Sunday, 8 October 2023

 

The Sparrow, by Tessa Duder.                Young Adults

 

            Auckland writer Tessa Duder dedicates this book ‘to the memory of the women and girls cruelly and unjustly convicted, transported and imprisoned 12,000 miles from their homeland, to those who died and those who, against all odds, survived.’

            And one such survivor in 1840 is Harriet, convicted at the age of 10 of stealing an apple at a market in her Sussex home town:  she didn’t steal the apple;  her jealous older brother connived with his friend to get her arrested by the local constable for theft – that would teach her to think she was better, and better-loved by their parents who, regardless of their desperate attempts to save their little girl from her fate, were powerless to stop her being transported to Van Diemen’s Land (now Tasmania).

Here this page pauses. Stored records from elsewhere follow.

//! Process wiring: builds the shared components, starts the worker and both
//! listeners, and hands back a handle that stops them again.

mod http;
mod socket;

use std::net::{SocketAddr, TcpListener};
use std::sync::atomic::{AtomicBool, Ordering};
use std::sync::Arc;
use std::thread::JoinHandle;
use std::time::Duration;

use anyhow::{anyhow, Context, Result};

use crate::config::RelayConfig;
use crate::detect::{Detector, DetectorInfo};
use crate::frame::FrameDecoder;
use crate::gateway::TransportGateway;
use crate::health::DetectorHealth;
use crate::hub::ConnectionHub;
use crate::publish::ResultPublisher;
use crate::queue::DispatchQueue;
use crate::session::SessionRegistry;
use crate::worker::{DetectionWorker, WorkerHandle};

/// Idle sleep for the nonblocking accept loops.
const ACCEPT_BACKOFF: Duration = Duration::from_millis(50);

pub struct RelayServer {
    config: RelayConfig,
    detector: Box<dyn Detector>,
}

impl RelayServer {
    /// `detector` must already be constructed and warmed up; the server takes
    /// sole ownership of it.
    pub fn new(config: RelayConfig, detector: Box<dyn Detector>) -> Self {
        Self { config, detector }
    }

    pub fn spawn(self) -> Result<RelayHandle> {
        let config = self.config;
        config.validate()?;

        let socket_listener = bind(&config.socket_addr, "socket channel")?;
        let http_listener = bind(&config.http_addr, "rest")?;
        let socket_addr = socket_listener.local_addr()?;
        let http_addr = http_listener.local_addr()?;

        let registry = Arc::new(SessionRegistry::new());
        let hub = Arc::new(ConnectionHub::new());
        let queue = DispatchQueue::new(config.queue.capacity);
        let health = Arc::new(DetectorHealth::new(config.failure_threshold));
        let publisher = ResultPublisher::new(registry.clone(), hub.clone());
        let decoder = FrameDecoder::new(
            config.detector.target_width,
            config.detector.target_height,
        );
        let detector_name = self.detector.name();
        let worker = DetectionWorker::new(
            self.detector,
            decoder,
            queue.clone(),
            publisher,
            health.clone(),
            config.queue.poll_interval,
        )
        .spawn()?;

        let gateway = Arc::new(TransportGateway::new(
            registry,
            queue,
            hub,
            DetectorInfo::from_config(&config),
        ));
        let shutdown = Arc::new(AtomicBool::new(false));

        let socket_join = {
            let gateway = gateway.clone();
            let shutdown = shutdown.clone();
            std::thread::Builder::new()
                .name("relay-socket".into())
                .spawn(move || {
                    if let Err(err) = socket::run(socket_listener, gateway, shutdown) {
                        log::error!("socket channel stopped: {:#}", err);
                    }
                })
                .context("failed to spawn socket listener thread")?
        };
        let http_join = {
            let ctx = http::HttpContext {
                gateway: gateway.clone(),
                health: health.clone(),
            };
            let shutdown = shutdown.clone();
            std::thread::Builder::new()
                .name("relay-http".into())
                .spawn(move || {
                    if let Err(err) = http::run(http_listener, ctx, shutdown) {
                        log::error!("rest listener stopped: {:#}", err);
                    }
                })
                .context("failed to spawn rest listener thread")?
        };

        log::info!(
            "detection relay serving (socket={}, rest={}, detector={}, queue_capacity={})",
            socket_addr,
            http_addr,
            detector_name,
            config.queue.capacity
        );

        Ok(RelayHandle {
            socket_addr,
            http_addr,
            gateway,
            health,
            shutdown,
            worker: Some(worker),
            listeners: vec![socket_join, http_join],
        })
    }
}

fn bind(addr: &str, what: &str) -> Result<TcpListener> {
    let configured: SocketAddr = addr
        .parse()
        .with_context(|| format!("invalid {} address '{}'", what, addr))?;
    let listener = TcpListener::bind(configured)
        .with_context(|| format!("failed to bind {} listener on {}", what, configured))?;
    let bound = listener.local_addr()?;
    if configured.ip().is_loopback() && !bound.ip().is_loopback() {
        return Err(anyhow!(
            "{} configured for loopback address '{}', but bound to non-loopback address '{}'",
            what,
            configured,
            bound
        ));
    }
    listener.set_nonblocking(true)?;
    Ok(listener)
}

/// Running relay. Dropping the handle without `stop()` leaves threads running.
pub struct RelayHandle {
    pub socket_addr: SocketAddr,
    pub http_addr: SocketAddr,
    gateway: Arc<TransportGateway>,
    health: Arc<DetectorHealth>,
    shutdown: Arc<AtomicBool>,
    worker: Option<WorkerHandle>,
    listeners: Vec<JoinHandle<()>>,
}

impl RelayHandle {
    pub fn gateway(&self) -> &Arc<TransportGateway> {
        &self.gateway
    }

    pub fn health(&self) -> &Arc<DetectorHealth> {
        &self.health
    }

    /// Stop accepting, close connections, stop the worker and join everything.
    pub fn stop(mut self) -> Result<()> {
        self.shutdown.store(true, Ordering::SeqCst);
        let mut panicked = false;
        for join in self.listeners.drain(..) {
            panicked |= join.join().is_err();
        }
        self.gateway.hub().close_all();
        if let Some(worker) = self.worker.take() {
            worker.stop()?;
        }
        log::info!("detection relay stopped");
        if panicked {
            return Err(anyhow!("relay listener thread panicked"));
        }
        Ok(())
    }
}
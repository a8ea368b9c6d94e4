use image::RgbImage;
use serde::{Deserialize, Serialize};

use crate::config::RelayConfig;
use crate::detect::classes::class_name;

/// Axis-aligned box in coordinates normalized to the image (0..1).
#[derive(Clone, Copy, Debug, PartialEq, Serialize, Deserialize)]
pub struct BoundingBox {
    pub x1: f32,
    pub y1: f32,
    pub x2: f32,
    pub y2: f32,
    pub width: f32,
    pub height: f32,
}

impl BoundingBox {
    /// Build from two corners. Coordinates are clamped to [0, 1] and ordered
    /// so that `x2 >= x1` and `y2 >= y1`; non-finite values collapse to 0.
    pub fn from_corners(x1: f32, y1: f32, x2: f32, y2: f32) -> Self {
        let (x1, x2) = ordered(unit(x1), unit(x2));
        let (y1, y2) = ordered(unit(y1), unit(y2));
        Self {
            x1,
            y1,
            x2,
            y2,
            width: x2 - x1,
            height: y2 - y1,
        }
    }

    /// Build from pixel corners on an image of the given size.
    pub fn from_pixels(x1: f32, y1: f32, x2: f32, y2: f32, width: u32, height: u32) -> Self {
        let w = width.max(1) as f32;
        let h = height.max(1) as f32;
        Self::from_corners(x1 / w, y1 / h, x2 / w, y2 / h)
    }

    pub fn area(&self) -> f32 {
        self.width * self.height
    }

    /// Intersection over union with another box.
    pub fn iou(&self, other: &BoundingBox) -> f32 {
        let ix = (self.x2.min(other.x2) - self.x1.max(other.x1)).max(0.0);
        let iy = (self.y2.min(other.y2) - self.y1.max(other.y1)).max(0.0);
        let inter = ix * iy;
        let union = self.area() + other.area() - inter;
        if union <= 0.0 {
            0.0
        } else {
            inter / union
        }
    }

    fn is_normalized(&self) -> bool {
        [self.x1, self.y1, self.x2, self.y2]
            .iter()
            .all(|v| (0.0..=1.0).contains(v))
            && self.x2 >= self.x1
            && self.y2 >= self.y1
    }
}

fn unit(value: f32) -> f32 {
    if value.is_finite() {
        value.clamp(0.0, 1.0)
    } else {
        0.0
    }
}

fn ordered(a: f32, b: f32) -> (f32, f32) {
    if a <= b {
        (a, b)
    } else {
        (b, a)
    }
}

/// One recognized object.
#[derive(Clone, Debug, PartialEq, Serialize, Deserialize)]
pub struct Detection {
    pub class_id: u32,
    pub class_name: String,
    pub confidence: f32,
    pub bbox: BoundingBox,
}

impl Detection {
    /// Build a detection with the COCO class name for `class_id`.
    pub fn new(class_id: u32, confidence: f32, bbox: BoundingBox) -> Self {
        Self {
            class_id,
            class_name: class_name(class_id),
            confidence: unit(confidence),
            bbox,
        }
    }

    /// Re-establish the box and confidence ranges on detector output.
    pub(crate) fn sanitized(mut self) -> Self {
        if !self.bbox.is_normalized() {
            let b = self.bbox;
            self.bbox = BoundingBox::from_corners(b.x1, b.y1, b.x2, b.y2);
        } else {
            self.bbox.width = self.bbox.x2 - self.bbox.x1;
            self.bbox.height = self.bbox.y2 - self.bbox.y1;
        }
        self.confidence = unit(self.confidence);
        self
    }
}

#[derive(Clone, Copy, Debug, Default, PartialEq, Eq, Serialize, Deserialize)]
pub struct ImageSize {
    pub width: u32,
    pub height: u32,
}

impl ImageSize {
    pub fn of(image: &RgbImage) -> Self {
        Self {
            width: image.width(),
            height: image.height(),
        }
    }
}

/// Output of one detection job, plus routing metadata once published.
///
/// `detections` and `detection_count` are only set together through the
/// constructors, so the count always matches.
#[derive(Clone, Debug, Default, PartialEq, Serialize, Deserialize)]
pub struct DetectionResult {
    detections: Vec<Detection>,
    pub processing_time: f64,
    pub fps: f64,
    pub image_size: ImageSize,
    detection_count: usize,
    #[serde(default, skip_serializing_if = "Option::is_none")]
    pub session_id: Option<String>,
    /// Submission timestamp echoed back to the client.
    #[serde(default, skip_serializing_if = "Option::is_none")]
    pub timestamp: Option<f64>,
    /// Completion time, seconds since the Unix epoch.
    #[serde(default, skip_serializing_if = "Option::is_none")]
    pub processing_timestamp: Option<f64>,
    #[serde(default, skip_serializing_if = "Option::is_none")]
    pub error: Option<String>,
    #[serde(default, skip_serializing_if = "Option::is_none")]
    pub annotated_image: Option<String>,
}

impl DetectionResult {
    pub fn from_detections(
        detections: Vec<Detection>,
        processing_time: f64,
        image_size: ImageSize,
    ) -> Self {
        let fps = if processing_time > 0.0 {
            1.0 / processing_time
        } else {
            0.0
        };
        Self {
            detection_count: detections.len(),
            detections,
            processing_time,
            fps,
            image_size,
            ..Self::default()
        }
    }

    /// Error-shaped result: no detections, zero timings, `error` set.
    pub fn degraded(error: impl Into<String>) -> Self {
        Self {
            error: Some(error.into()),
            ..Self::default()
        }
    }

    /// Attach the submitting session and its submission timestamp.
    pub fn for_session(mut self, session_id: impl Into<String>, timestamp: f64) -> Self {
        self.session_id = Some(session_id.into());
        self.timestamp = Some(timestamp);
        self
    }

    pub fn detections(&self) -> &[Detection] {
        &self.detections
    }

    pub fn detection_count(&self) -> usize {
        self.detection_count
    }

    pub fn is_degraded(&self) -> bool {
        self.error.is_some()
    }
}

/// Static detector description advertised to joining clients.
#[derive(Clone, Debug, PartialEq, Serialize, Deserialize)]
pub struct DetectorInfo {
    pub model: String,
    pub target_size: [u32; 2],
    pub target_fps: u32,
    pub conf_threshold: f32,
}

impl DetectorInfo {
    pub fn from_config(cfg: &RelayConfig) -> Self {
        Self {
            model: cfg.model.name.clone(),
            target_size: [cfg.detector.target_width, cfg.detector.target_height],
            target_fps: cfg.detector.target_fps,
            conf_threshold: cfg.detector.conf_threshold,
        }
    }
}

#[cfg(test)]
mod tests {
    use super::*;

    #[test]
    fn corners_are_clamped_and_ordered() {
        let b = BoundingBox::from_corners(0.8, -0.2, 0.3, 1.4);
        assert_eq!((b.x1, b.x2), (0.3, 0.8));
        assert_eq!((b.y1, b.y2), (0.0, 1.0));
        assert!((b.width - 0.5).abs() < 1e-6);
        assert_eq!(b.height, 1.0);

        let nan = BoundingBox::from_corners(f32::NAN, 0.1, 0.2, f32::INFINITY);
        assert_eq!(nan.x1, 0.0);
        assert_eq!(nan.y2, 0.1);
    }

    #[test]
    fn iou_of_identical_and_disjoint_boxes() {
        let a = BoundingBox::from_corners(0.0, 0.0, 0.5, 0.5);
        let b = BoundingBox::from_corners(0.6, 0.6, 0.9, 0.9);
        assert!((a.iou(&a) - 1.0).abs() < 1e-6);
        assert_eq!(a.iou(&b), 0.0);
    }

    #[test]
    fn sanitize_repairs_out_of_range_detector_output() {
        let raw = Detection {
            class_id: 2,
            class_name: "car".into(),
            confidence: 1.7,
            bbox: BoundingBox {
                x1: 0.9,
                y1: 0.1,
                x2: 0.2,
                y2: 1.5,
                width: -0.7,
                height: 1.4,
            },
        };
        let fixed = raw.sanitized();
        assert_eq!(fixed.confidence, 1.0);
        assert!(fixed.bbox.x2 >= fixed.bbox.x1);
        assert!(fixed.bbox.y2 <= 1.0);
        assert!((fixed.bbox.width - (fixed.bbox.x2 - fixed.bbox.x1)).abs() < 1e-6);
    }

    #[test]
    fn fps_is_zero_for_non_positive_processing_time() {
        let r = DetectionResult::from_detections(vec![], 0.0, ImageSize::default());
        assert_eq!(r.fps, 0.0);
        let r = DetectionResult::from_detections(vec![], 0.05, ImageSize::default());
        assert!((r.fps - 20.0).abs() < 1e-9);
    }

    #[test]
    fn degraded_result_serializes_error_and_empty_detections() {
        let r = DetectionResult::degraded("queue full").for_session("s1", 12.5);
        let v = serde_json::to_value(&r).unwrap();
        assert_eq!(v["error"], "queue full");
        assert_eq!(v["detections"].as_array().unwrap().len(), 0);
        assert_eq!(v["detection_count"], 0);
        assert_eq!(v["processing_time"], 0.0);
        assert_eq!(v["session_id"], "s1");
        assert_eq!(v["timestamp"], 12.5);
        assert!(v.get("processing_timestamp").is_none());
    }
}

            As if the sea voyage weren’t horrific enough, the destination is even worse, and an attempt by Harriet to escape brings even more punishment raining on her cruelly shaved head.  She will die soon:  she knows it - except for the human kindness we all should have, shown to her by one of the jailors.  She engineers a successful escape for a little girl whom she feels is not destined to die in such a hellhole and Harriet, eventually disguised as Harry stows away on the very same ship that transported her to Hobart:  she’s desperate to return home to her parents, but a side trip first to New Zealand is a compulsory exercise – she can hardly go to the captain as a stowaway and demand to be taken back to England.  But once more she meets kindness in the shape of an Irish seaman who discovers her hiding place and provides her with food and advice – lots of it, to the effect that when she arrives in Auckland, her boy’s disguise complete, she has no problem becoming a messenger boy and earning coins from all the Big-Wigs who have arrived to establish Auckland as the new capital of New Zealand.

            Along with material for a 16-room mansion for the new Governor, the class system has been imported, too – there are clear guidelines as to where everyone should settle:  manual workers at Mechanics Bay, Officials at Official Bay, and business people at Commercial Bay.  And everyone in their little tent villages is supplied with food and vegetables by ‘the natives’.  Who are not to be trusted.  Just because.  They are brown, have tattoos, are half-naked, and don’t speak English.  Never mind that they provide most of the food the settlers eat – that’s immaterial.  They are not to be trusted.

            Ms Duder’s account of our early years as a nation is ruthlessly honest and uncompromising, and she has created in Harriet the same qualities, along with courage and resourcefulness.  This story was a pleasure to read.  SIX STARS.